What next for Martins Bank Building project?

Originally due for completion in 2024, work on the transformation of Grade II-listed Martins Bank Building in Liverpool is yet to properly start and a joint venture partner has walked away – so what happens next? Tony McDonough reports

Martins Bank Building
Martins Bank Building in Water Street in Liverpool. Picture by Tony McDonough


Uncertainty now surrounds the timetable of the huge project to transform the Grade II-listed Martins Bank Building in Liverpool into a hub for small businesses.

Originally due for completion in late 2024, apart from some preliminary work, the project proper has yet to start, with one of the original joint venture partners, Kinrise, now out of the picture.

Located in Water Street, Martins Bank has been empty since 2009. How long before it is brought back to life?

In 2021 the building was acquired by Karrev, a London-based property investor with a French connection, with developer Kinrise as its junior partner on the project. 

Shortly afterwards an ambitious plan was revealed to revive the 210,000 sq ft building and its elegant ground floor banking hall that was last occupied by Barclays Bank.

Martins Bank played a vital strategic role during World War II when its vaults were used to store the bulk of England’s gold reserves, 280 tonnes, as part of Operation Fish.

Although the junior of the joint venture partners, Kinrise became the front for the venture and embarked on an extensive PR campaign to promote the scheme.

Originally due for completion in 2024, the developer revealed the site would be home to community-focused spaces, hospitality outlets and 95,000 sq ft of office space, offering floorplates of up to 17,500 sq ft.

Kinrise also said it was seeking a high-profile restaurant partner to occupy the banking hall. It even released a video showing a performer roller-skating through its corridors to showcase the building which was designed by famous architect Herbert J Rowse.

However, last week it was revealed that Kinrise is no longer involved in the project and holds no stake in the building.

Speaking to LBN in the last few days, Kinrise co-founder Sam Lawson Johnston, said: “We are no longer involved in the scheme. Karrev is the majority joint venture partner on the project and we haven’t been involved for a little bit.

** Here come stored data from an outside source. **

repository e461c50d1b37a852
pub mod commands;
pub mod handlers;
pub mod output;
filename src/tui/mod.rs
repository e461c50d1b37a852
pub mod app;
pub mod input;
pub mod render;
pub mod theme;

pub use app::run;
use ratatui::Frame;
use ratatui::layout::{Constraint, Direction, Layout as Split, Rect};
use ratatui::style::{Modifier, Style};
use ratatui::text::{Line, Span};
use ratatui::widgets::Paragraph;

use super::helpers::{input_spans, spans_width};
use crate::model::{Layout, Task};
use crate::ops::guard;
use crate::ops::view::Filter;
use crate::tui::app::{App, Mode};
use crate::util::unicode;

/// Render the task area in the current layout
pub fn render_tasks(frame: &mut Frame, app: &mut App, area: Rect) {
    app.clamp_cursor();
    let body_rows = (area.height as usize).saturating_sub(1);
    app.scroll_offset = {
        let shown = app.shown_tasks();
        scroll_start(app, &shown, body_rows)
    };
    match app.layout {
        Layout::Board => render_board(frame, app, area),
        Layout::List => {
            let filter = app.session.filter();
            let tasks = app.session.visible();
            let rows = column_lines(app, filter, &tasks, area, true);
            frame.render_widget(Paragraph::new(rows), area);
        }
    }
}

/// Three columns side by side, the focused one follows the session filter
fn render_board(frame: &mut Frame, app: &mut App, area: Rect) {
    let cols = Split::default()
        .direction(Direction::Horizontal)
        .constraints([
            Constraint::Ratio(1, 3),
            Constraint::Ratio(1, 3),
            Constraint::Ratio(1, 3),
        ])
        .split(area);

    let focused = app.session.filter();
    for (filter, col) in Filter::ALL.into_iter().zip(cols.iter()) {
        let board = app.session.board();
        let tasks = board.column(filter);
        let rows = column_lines(app, filter, tasks, *col, filter == focused);
        frame.render_widget(Paragraph::new(rows), *col);
    }
}

/// Lines of one column: heading, then tasks (or the empty message). The
/// focused column scrolls to keep the cursor in view.
fn column_lines<'a>(
    app: &App,
    filter: Filter,
    tasks: &[&Task],
    area: Rect,
    focused: bool,
) -> Vec<Line<'a>> {
    let bg = app.theme.background;
    let width = area.width as usize;
    let mut lines = Vec::new();

    let heading_style = if focused {
        Style::default()
            .fg(app.theme.highlight)
            .bg(bg)
            .add_modifier(Modifier::BOLD)
    } else {
        Style::default().fg(app.theme.text).bg(bg)
    };
    let mut heading = vec![Span::styled(
        format!(" {} ({})", filter.title(), tasks.len()),
        heading_style,
    )];
    if filter == Filter::Completed && !tasks.is_empty() {
        heading.push(Span::styled(
            "  C clear",
            Style::default().fg(app.theme.dim).bg(bg),
        ));
    }
    lines.push(Line::from(heading));

    if tasks.is_empty() {
        lines.push(Line::from(Span::styled(
            format!("   {}", filter.empty_message()),
            Style::default().fg(app.theme.dim).bg(bg),
        )));
        return lines;
    }

    let body_rows = (area.height as usize).saturating_sub(1);
    let start = if focused { app.scroll_offset } else { 0 };
    for (idx, task) in tasks.iter().enumerate().skip(start) {
        let selected = focused && idx == app.cursor;
        lines.push(task_line(app, task, selected, width));
        if task.completed && app.show_completed_date {
            lines.push(Line::from(Span::styled(
                format!(
                    "    Completed on {}",
                    task.created_at.format("%Y-%m-%d")
                ),
                Style::default().fg(app.theme.dim).bg(bg),
            )));
        }
        if lines.len() > body_rows {
            break;
        }
    }
    lines
}

fn task_height(app: &App, task: &Task) -> usize {
    if task.completed && app.show_completed_date {
        2
    } else {
        1
    }
}

/// First task to draw so the cursor row fits in `rows` lines
fn scroll_start(app: &App, tasks: &[&Task], rows: usize) -> usize {
    if tasks.is_empty() {
        return 0;
    }
    let cursor = app.cursor.min(tasks.len() - 1);
    let mut start = app.scroll_offset.min(cursor);
    loop {
        let used: usize = tasks[start..=cursor]
            .iter()
            .map(|t| task_height(app, t))
            .sum();
        if used <= rows || start == cursor {
            return start;
        }
        start += 1;
    }
}

/// Text cells a row keeps before its badges are shortened, then dropped
const MIN_TEXT_ROOM: usize = 12;

/// Category and priority badges: full names, or initials (`P H`) when
/// `compact`.
fn badge_spans<'a>(app: &App, task: &Task, base: Style, compact: bool) -> Vec<Span<'a>> {
    let (category, priority) = if compact {
        (
            task.category.as_str()[..1].to_ascii_uppercase(),
            task.priority.as_str()[..1].to_ascii_uppercase(),
        )
    } else {
        (
            task.category.as_str().to_string(),
            task.priority.as_str().to_string(),
        )
    };
    vec![
        Span::styled(" ", base),
        Span::styled(category, base.fg(app.theme.category_color(task.category))),
        Span::styled(" ", base),
        Span::styled(priority, base.fg(app.theme.priority_color(task.priority))),
        Span::styled(" ", base),
    ]
}

/// One task row: check mark, text (or the edit field), category and
/// priority badges.
fn task_line<'a>(app: &App, task: &Task, selected: bool, width: usize) -> Line<'a> {
    let bg = if selected {
        app.theme.selection_bg
    } else {
        app.theme.background
    };
    let base = Style::default().bg(bg);

    let marker = if selected { "\u{258E}" } else { " " }; // ▎
    let check = if task.completed { "[x] " } else { "[ ] " };
    let mut spans = vec![
        Span::styled(marker, base.fg(app.theme.selection_border)),
        Span::styled(
            check,
            base.fg(if task.completed {
                app.theme.green
            } else {
                app.theme.dim
            }),
        ),
    ];

    let lead = spans_width(&spans);
    let mut badges = badge_spans(app, task, base, false);
    if width.saturating_sub(lead + spans_width(&badges)) < MIN_TEXT_ROOM {
        badges = badge_spans(app, task, base, true);
    }
    if width.saturating_sub(lead + spans_width(&badges)) < MIN_TEXT_ROOM {
        badges.clear();
    }
    let text_room = width.saturating_sub(lead + spans_width(&badges));

    let editing = app.mode == Mode::Edit && app.session.is_editing(&task.id);
    if editing {
        let field = input_spans(
            &app.edit_input,
            text_room,
            base.fg(app.theme.text_bright),
            base.fg(app.theme.highlight),
        );
        let used = spans_width(&field);
        spans.extend(field);
        spans.push(Span::styled(" ".repeat(text_room.saturating_sub(used)), base));
    } else {
        let mut text_style = base.fg(if selected {
            app.theme.text_bright
        } else {
            app.theme.text
        });
        if task.completed {
            text_style = text_style
                .fg(app.theme.dim)
                .add_modifier(Modifier::CROSSED_OUT);
        }
        let text = unicode::truncate_to_width(&guard::decode_entities(&task.text), text_room);
        let pad = text_room.saturating_sub(unicode::display_width(&text));
        spans.push(Span::styled(text, text_style));
        spans.push(Span::styled(" ".repeat(pad), base));
    }

    spans.extend(badges);
    Line::from(spans)
}
use ratatui::style::Color;

use crate::model::{Category, Priority, UiConfig};

/// Parsed color theme for the TUI
#[derive(Debug, Clone)]
pub struct Theme {
    pub background: Color,
    pub text: Color,
    pub text_bright: Color,
    pub highlight: Color,
    pub dim: Color,
    pub red: Color,
    pub yellow: Color,
    pub green: Color,
    pub cyan: Color,
    pub purple: Color,
    pub blue: Color,
    pub orange: Color,
    pub pink: Color,
    pub selection_bg: Color,
    pub selection_border: Color,
}

impl Default for Theme {
    fn default() -> Self {
        Theme {
            background: Color::Rgb(0x0C, 0x00, 0x1B),
            text: Color::Rgb(0xB0, 0xAA, 0xFF),
            text_bright: Color::Rgb(0xFF, 0xFF, 0xFF),
            highlight: Color::Rgb(0xFB, 0x41, 0x96),
            dim: Color::Rgb(0x7D, 0x78, 0xBF),
            red: Color::Rgb(0xFF, 0x44, 0x44),
            yellow: Color::Rgb(0xFF, 0xD7, 0x00),
            green: Color::Rgb(0x44, 0xFF, 0x88),
            cyan: Color::Rgb(0x44, 0xDD, 0xFF),
            purple: Color::Rgb(0xCC, 0x66, 0xFF),
            blue: Color::Rgb(0x44, 0x88, 0xFF),
            orange: Color::Rgb(0xFF, 0x99, 0x33),
            pink: Color::Rgb(0xFF, 0x77, 0xCC),
            selection_bg: Color::Rgb(0x3D, 0x14, 0x38),
            selection_border: Color::Rgb(0xFB, 0x41, 0x96),
        }
    }
}

/// Parse a hex color string like "#FF4444" into an RGB Color
fn parse_hex_color(hex: &str) -> Option<Color> {
    let hex = hex.strip_prefix('#')?;
    if hex.len() != 6 {
        return None;
    }
    let r = u8::from_str_radix(&hex[0..2], 16).ok()?;
    let g = u8::from_str_radix(&hex[2..4], 16).ok()?;
    let b = u8::from_str_radix(&hex[4..6], 16).ok()?;
    Some(Color::Rgb(r, g, b))
}

impl Theme {
    /// Create a theme from the UI config, falling back to defaults
    pub fn from_config(ui: &UiConfig) -> Self {
        let mut theme = Theme::default();

        for (key, value) in &ui.colors {
            let Some(color) = parse_hex_color(value) else {
                log::warn!("event=bad_color slot={} value={}", key, value);
                continue;
            };
            match key.as_str() {
                "background" => theme.background = color,
                "text" => theme.text = color,
                "text_bright" => theme.text_bright = color,
                "highlight" => theme.highlight = color,
                "dim" => theme.dim = color,
                "red" => theme.red = color,
                "yellow" => theme.yellow = color,
                "green" => theme.green = color,
                "cyan" => theme.cyan = color,
                "purple" => theme.purple = color,
                "blue" => theme.blue = color,
                "orange" => theme.orange = color,
                "pink" => theme.pink = color,
                "selection_bg" => theme.selection_bg = color,
                "selection_border" => theme.selection_border = color,
                _ => {}
            }
        }

        theme
    }

    /// Badge color for a priority
    pub fn priority_color(&self, priority: Priority) -> Color {
        match priority {
            Priority::High => self.red,
            Priority::Medium => self.yellow,
            Priority::Low => self.dim,
        }
    }

    /// Badge color for a category
    pub fn category_color(&self, category: Category) -> Color {
        match category {
            Category::Work => self.blue,
            Category::Personal => self.green,
            Category::Shopping => self.orange,
            Category::Health => self.pink,
        }
    }
}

“We got it through design and planning and Karrev is taking it forward as a scheme. We love the scheme and we think it will be great and we are sure that Karrev will make a great success of it. They are taking it forward and we are focusing on other things.”


Martins Bank Building
Martins Bank Building  has been empty since 2009. Picture by Tony McDonough
How Martins Bank Bank Building is meant to look after its refurbishment


Media outlet Place North West reported that Karrev was shortly to put out a tender to find a contractor to take on the work. However, Karrev itself has yet to comment. The company apparently has no website nor listed telephone number.

On the Martins Bank website the contact for the business is listed as Cecile Champy. According to her Linked in profile Ms Champy is the founder of investment management venture ValinvestRE. It exclusively advises Karrev, which is a €150m property fund.

She was listed on Companies House as a director of Karrev (Martins) Limited, a vehicle set up to deliver the Martins Bank scheme. However, she resigned on February 6.

Other directors include Julien Buronfosse, based in Lyon in France, according to Linked In, and Marie de Kermabon, who also according to Linked In, is based in Reims in France.

In the last few days LBN has emailed Ms Champy twice asking for comment on the progress on Martins Bank but we have not yet received a reply.